WHAT TO WORK ON — Pull out every line below holding the word "error".

• • • •

//! lpd-bridge - Local HTTP/WebSocket bridge between the session and page contexts.
//!
//! Page hosts report presence and receive annotations through this crate:
//!
//! - REST control surface (`/api/stats`, `/api/annotations`, `/api/control`)
//! - Page presence (`PUT`/`DELETE /api/pages/{page_id}`) driving feed interest
//! - Push stream (`/ws`): `KNOWN_ANNOTATIONS` on connect, then `ANNOTATE` per fact
//! - Prometheus exposition (`/metrics`)
//!
//! # Usage
//!
//! ```ignore
//! use lpd_bridge::{run_broadcaster, run_server, BridgeConfig, BridgeState};
//!
//! let (push_tx, _) = tokio::sync::broadcast::channel(config.push_buffer);
//! tokio::spawn(run_broadcaster(fact_rx, push_tx.clone(), cancel.clone()));
//! let state = BridgeState::new(controller, presence, push_tx);
//! tokio::spawn(run_server(state, config, cancel));
//! ```

mod broadcast;
mod config;
mod error;
mod server;
mod state;

pub use broadcast::run_broadcaster;
pub use config::BridgeConfig;
pub use error::{BridgeError, BridgeResult};
pub use server::{create_router, run_server, AppState, ConnectionLimiter};
pub use state::{BridgeState, PageUpdate, PresenceStatus};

• • • •

EXERCISE OUTPUT —
mod error;
pub use error::{BridgeError, BridgeResult};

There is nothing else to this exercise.